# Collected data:
********
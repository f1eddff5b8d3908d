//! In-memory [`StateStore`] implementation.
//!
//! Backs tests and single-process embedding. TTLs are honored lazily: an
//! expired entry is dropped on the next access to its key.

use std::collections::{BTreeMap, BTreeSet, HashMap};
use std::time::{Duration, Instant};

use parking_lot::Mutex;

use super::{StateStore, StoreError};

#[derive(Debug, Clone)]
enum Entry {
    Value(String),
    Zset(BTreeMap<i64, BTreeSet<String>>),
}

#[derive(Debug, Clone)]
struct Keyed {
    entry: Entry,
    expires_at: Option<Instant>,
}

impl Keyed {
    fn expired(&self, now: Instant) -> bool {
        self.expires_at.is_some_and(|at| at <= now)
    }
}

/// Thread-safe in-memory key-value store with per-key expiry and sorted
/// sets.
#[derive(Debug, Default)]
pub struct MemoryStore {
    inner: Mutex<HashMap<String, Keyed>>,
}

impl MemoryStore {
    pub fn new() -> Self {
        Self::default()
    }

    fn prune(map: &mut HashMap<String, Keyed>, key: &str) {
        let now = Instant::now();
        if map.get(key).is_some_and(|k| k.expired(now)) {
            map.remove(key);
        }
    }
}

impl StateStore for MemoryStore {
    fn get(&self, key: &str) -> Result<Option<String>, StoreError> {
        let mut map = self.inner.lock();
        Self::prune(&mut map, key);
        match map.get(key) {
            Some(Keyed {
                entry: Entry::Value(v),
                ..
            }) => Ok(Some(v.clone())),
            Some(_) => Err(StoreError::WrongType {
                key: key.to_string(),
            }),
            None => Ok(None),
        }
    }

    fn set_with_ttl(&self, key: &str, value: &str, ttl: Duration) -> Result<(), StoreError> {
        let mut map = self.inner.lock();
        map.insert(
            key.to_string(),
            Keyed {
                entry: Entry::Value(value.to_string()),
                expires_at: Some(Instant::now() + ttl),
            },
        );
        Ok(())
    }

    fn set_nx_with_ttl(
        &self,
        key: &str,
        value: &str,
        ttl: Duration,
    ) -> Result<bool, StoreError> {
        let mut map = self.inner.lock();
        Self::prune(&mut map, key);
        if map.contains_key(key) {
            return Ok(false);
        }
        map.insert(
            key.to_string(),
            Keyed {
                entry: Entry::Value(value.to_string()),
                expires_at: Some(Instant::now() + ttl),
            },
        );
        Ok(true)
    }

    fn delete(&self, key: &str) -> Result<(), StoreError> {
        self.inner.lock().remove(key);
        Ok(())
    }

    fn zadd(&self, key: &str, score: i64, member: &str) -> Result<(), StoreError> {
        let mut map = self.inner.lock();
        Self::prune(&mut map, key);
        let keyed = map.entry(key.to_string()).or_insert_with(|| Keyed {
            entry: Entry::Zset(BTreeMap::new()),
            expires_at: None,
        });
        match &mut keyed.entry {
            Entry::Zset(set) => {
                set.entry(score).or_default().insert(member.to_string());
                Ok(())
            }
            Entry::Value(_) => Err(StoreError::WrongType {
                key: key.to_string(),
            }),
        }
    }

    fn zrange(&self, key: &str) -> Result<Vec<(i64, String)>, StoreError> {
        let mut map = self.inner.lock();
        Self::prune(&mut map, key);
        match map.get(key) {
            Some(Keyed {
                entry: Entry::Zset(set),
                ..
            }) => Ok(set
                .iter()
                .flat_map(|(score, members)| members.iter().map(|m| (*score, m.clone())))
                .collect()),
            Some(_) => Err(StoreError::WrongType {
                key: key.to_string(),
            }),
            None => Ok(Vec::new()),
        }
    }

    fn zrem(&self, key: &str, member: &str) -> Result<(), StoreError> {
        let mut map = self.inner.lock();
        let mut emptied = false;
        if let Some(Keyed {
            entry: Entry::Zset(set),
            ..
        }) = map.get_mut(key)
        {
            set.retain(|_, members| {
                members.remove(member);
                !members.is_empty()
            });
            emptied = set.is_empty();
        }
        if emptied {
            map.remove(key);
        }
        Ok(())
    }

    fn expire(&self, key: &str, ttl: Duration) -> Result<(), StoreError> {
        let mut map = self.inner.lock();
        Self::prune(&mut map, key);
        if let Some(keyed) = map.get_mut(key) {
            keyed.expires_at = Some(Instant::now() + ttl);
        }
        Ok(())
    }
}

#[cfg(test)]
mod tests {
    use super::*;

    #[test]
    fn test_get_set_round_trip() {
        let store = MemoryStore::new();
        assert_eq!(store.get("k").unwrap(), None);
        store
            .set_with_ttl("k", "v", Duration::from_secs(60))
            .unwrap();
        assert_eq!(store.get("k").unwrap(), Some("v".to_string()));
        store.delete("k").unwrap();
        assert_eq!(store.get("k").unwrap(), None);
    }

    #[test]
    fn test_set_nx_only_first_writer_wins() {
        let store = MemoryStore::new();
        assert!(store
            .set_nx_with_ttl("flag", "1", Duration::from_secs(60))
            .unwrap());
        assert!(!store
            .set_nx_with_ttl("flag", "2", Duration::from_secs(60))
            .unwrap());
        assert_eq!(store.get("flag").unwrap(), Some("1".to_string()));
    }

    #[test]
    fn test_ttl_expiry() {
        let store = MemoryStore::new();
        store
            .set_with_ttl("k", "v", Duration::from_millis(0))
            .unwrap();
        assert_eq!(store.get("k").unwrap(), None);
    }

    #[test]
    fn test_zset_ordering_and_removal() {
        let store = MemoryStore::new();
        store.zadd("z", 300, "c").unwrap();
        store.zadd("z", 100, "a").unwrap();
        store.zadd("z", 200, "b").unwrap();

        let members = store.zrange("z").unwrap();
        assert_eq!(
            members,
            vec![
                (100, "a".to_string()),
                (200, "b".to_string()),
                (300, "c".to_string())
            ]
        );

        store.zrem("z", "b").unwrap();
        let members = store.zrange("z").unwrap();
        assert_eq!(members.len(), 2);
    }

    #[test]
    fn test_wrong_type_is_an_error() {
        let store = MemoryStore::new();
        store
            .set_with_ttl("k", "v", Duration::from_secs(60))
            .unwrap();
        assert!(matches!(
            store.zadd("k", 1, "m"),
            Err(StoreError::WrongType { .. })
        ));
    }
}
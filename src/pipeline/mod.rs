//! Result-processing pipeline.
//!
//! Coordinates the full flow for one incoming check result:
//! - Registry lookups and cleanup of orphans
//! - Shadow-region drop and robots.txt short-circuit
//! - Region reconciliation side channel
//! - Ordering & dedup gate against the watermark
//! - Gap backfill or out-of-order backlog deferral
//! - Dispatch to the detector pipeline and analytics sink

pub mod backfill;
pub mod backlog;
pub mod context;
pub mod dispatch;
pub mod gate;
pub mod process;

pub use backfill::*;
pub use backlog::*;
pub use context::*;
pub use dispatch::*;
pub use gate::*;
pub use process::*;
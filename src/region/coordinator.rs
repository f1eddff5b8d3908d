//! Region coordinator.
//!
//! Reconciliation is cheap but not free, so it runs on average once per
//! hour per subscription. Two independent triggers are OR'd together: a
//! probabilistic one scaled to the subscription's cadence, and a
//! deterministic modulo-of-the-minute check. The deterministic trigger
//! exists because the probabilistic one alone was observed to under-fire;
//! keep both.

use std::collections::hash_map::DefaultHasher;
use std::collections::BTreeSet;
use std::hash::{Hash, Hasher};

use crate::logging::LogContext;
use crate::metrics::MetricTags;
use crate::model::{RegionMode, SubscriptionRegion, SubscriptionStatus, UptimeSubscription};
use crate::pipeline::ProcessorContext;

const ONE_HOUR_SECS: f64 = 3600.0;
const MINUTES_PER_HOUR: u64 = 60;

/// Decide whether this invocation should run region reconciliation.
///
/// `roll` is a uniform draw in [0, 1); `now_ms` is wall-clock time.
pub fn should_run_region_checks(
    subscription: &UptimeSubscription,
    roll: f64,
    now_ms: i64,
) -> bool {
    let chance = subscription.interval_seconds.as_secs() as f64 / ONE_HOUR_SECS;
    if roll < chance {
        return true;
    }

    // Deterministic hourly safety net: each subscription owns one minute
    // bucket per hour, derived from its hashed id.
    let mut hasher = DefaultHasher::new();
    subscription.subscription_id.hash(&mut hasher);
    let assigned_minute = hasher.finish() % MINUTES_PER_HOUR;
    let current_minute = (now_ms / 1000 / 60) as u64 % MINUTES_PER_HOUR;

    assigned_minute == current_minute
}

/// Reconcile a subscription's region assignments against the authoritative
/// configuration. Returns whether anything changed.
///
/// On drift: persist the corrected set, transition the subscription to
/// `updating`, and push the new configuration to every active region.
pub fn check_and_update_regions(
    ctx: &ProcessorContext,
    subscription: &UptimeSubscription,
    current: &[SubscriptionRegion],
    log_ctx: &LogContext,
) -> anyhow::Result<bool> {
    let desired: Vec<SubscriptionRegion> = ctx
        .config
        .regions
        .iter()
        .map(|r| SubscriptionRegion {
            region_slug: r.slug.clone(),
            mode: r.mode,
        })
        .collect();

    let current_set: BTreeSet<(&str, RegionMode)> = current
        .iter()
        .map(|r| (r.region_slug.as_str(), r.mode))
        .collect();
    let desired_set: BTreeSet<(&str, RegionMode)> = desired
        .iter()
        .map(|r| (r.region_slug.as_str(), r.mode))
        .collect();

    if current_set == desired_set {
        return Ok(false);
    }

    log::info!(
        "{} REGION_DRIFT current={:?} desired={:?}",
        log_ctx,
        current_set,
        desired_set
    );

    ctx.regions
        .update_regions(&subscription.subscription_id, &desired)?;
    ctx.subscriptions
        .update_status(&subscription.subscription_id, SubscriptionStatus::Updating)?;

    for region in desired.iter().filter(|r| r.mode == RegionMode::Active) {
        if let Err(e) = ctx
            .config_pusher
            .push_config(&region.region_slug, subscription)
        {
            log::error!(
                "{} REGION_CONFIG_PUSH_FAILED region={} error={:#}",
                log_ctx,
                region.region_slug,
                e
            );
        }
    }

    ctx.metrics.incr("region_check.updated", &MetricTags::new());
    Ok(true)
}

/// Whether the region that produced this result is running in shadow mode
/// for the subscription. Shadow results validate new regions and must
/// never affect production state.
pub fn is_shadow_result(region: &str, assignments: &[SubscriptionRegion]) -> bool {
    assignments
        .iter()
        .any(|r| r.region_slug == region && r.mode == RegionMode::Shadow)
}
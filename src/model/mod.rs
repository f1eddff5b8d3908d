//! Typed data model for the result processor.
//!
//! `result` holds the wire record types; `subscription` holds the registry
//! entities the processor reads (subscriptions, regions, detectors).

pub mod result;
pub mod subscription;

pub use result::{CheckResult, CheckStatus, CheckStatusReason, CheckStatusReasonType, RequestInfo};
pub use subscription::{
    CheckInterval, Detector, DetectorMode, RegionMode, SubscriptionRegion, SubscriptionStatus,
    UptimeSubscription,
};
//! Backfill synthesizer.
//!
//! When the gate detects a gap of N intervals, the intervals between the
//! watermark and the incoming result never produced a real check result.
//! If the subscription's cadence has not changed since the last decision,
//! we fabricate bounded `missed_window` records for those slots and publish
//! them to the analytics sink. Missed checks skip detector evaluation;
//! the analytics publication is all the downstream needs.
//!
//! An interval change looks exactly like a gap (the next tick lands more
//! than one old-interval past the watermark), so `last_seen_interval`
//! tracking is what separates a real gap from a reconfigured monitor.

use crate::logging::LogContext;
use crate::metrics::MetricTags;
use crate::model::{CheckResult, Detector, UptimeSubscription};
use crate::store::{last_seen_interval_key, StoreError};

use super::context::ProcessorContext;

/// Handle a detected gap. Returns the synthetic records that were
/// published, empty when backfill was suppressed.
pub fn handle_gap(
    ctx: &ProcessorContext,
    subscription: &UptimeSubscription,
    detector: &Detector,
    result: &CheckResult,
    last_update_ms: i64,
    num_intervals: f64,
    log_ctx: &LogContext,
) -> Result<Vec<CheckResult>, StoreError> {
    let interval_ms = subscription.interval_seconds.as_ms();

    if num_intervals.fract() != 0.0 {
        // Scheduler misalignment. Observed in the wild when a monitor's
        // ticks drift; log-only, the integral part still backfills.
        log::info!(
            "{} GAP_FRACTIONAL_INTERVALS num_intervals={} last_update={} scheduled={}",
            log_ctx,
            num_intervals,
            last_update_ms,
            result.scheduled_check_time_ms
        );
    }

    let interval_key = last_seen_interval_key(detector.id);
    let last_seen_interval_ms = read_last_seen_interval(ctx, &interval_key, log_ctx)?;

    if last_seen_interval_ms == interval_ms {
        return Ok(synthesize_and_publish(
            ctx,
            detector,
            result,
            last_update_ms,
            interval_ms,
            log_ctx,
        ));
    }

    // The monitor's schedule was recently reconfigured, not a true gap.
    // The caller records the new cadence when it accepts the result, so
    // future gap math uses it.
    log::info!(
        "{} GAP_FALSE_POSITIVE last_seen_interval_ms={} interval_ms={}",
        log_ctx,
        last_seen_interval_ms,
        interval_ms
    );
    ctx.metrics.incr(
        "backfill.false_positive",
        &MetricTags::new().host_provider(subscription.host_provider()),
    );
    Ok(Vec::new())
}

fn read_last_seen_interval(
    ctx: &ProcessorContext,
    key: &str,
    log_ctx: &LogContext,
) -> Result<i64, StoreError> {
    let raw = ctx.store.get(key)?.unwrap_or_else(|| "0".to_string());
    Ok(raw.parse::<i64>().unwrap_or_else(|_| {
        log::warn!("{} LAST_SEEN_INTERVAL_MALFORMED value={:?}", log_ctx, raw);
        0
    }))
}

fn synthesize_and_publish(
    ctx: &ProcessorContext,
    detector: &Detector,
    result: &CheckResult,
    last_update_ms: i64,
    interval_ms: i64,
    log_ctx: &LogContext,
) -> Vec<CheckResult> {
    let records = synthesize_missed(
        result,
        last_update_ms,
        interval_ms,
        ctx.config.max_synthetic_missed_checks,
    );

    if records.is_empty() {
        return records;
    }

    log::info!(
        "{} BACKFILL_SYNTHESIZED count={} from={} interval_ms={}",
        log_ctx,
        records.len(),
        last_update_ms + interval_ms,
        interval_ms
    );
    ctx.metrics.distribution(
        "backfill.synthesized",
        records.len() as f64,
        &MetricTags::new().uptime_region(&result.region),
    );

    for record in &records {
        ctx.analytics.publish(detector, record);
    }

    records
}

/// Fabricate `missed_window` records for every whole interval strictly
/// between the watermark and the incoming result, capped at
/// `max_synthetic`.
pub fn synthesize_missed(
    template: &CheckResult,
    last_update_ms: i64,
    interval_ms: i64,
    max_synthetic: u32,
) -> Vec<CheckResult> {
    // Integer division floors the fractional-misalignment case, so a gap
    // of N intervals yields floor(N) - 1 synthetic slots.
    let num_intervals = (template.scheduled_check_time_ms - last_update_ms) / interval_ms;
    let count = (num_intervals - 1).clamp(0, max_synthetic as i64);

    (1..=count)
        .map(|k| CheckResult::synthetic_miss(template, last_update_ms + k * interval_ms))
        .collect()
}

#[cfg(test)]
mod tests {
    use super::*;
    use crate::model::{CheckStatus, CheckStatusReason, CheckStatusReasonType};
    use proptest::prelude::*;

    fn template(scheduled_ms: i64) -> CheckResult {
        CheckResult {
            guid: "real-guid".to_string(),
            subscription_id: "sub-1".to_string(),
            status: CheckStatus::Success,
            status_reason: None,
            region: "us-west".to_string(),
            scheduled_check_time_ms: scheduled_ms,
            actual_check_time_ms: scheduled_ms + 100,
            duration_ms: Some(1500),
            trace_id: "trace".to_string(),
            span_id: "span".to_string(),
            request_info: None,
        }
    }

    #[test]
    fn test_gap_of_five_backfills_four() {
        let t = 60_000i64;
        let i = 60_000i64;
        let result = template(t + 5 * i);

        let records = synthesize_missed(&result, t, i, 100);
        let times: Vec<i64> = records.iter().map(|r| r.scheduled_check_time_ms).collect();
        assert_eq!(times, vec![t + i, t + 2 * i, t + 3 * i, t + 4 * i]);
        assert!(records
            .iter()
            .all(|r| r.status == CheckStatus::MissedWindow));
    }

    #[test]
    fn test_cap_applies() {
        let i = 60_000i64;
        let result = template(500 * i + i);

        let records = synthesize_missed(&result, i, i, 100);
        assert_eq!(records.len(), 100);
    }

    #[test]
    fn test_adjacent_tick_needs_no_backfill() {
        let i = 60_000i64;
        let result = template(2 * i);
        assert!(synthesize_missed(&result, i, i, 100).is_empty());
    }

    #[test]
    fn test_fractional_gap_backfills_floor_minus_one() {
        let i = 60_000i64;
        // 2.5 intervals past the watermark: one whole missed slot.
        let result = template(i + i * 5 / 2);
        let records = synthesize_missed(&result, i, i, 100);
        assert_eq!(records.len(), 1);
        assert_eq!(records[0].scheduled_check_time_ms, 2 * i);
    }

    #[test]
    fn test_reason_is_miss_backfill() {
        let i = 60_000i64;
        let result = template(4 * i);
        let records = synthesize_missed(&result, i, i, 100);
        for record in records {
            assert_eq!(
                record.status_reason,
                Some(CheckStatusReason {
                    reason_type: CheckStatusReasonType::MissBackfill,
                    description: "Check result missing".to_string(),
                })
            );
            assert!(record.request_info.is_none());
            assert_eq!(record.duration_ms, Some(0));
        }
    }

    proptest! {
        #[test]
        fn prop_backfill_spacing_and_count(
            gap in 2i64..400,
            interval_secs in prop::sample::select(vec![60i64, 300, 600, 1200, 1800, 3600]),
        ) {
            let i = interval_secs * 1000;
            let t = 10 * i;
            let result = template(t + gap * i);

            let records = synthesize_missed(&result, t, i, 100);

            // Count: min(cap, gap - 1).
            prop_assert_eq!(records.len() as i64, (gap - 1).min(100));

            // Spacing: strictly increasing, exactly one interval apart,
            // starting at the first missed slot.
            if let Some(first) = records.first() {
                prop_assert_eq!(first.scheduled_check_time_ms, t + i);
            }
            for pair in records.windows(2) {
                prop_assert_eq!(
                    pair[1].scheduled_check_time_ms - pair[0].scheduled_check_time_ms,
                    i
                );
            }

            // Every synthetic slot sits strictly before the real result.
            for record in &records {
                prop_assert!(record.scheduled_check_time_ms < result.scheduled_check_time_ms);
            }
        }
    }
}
********
# Work request:
Your answer must be one number: how many lines of the data contain "pipeline".

# Task output:
4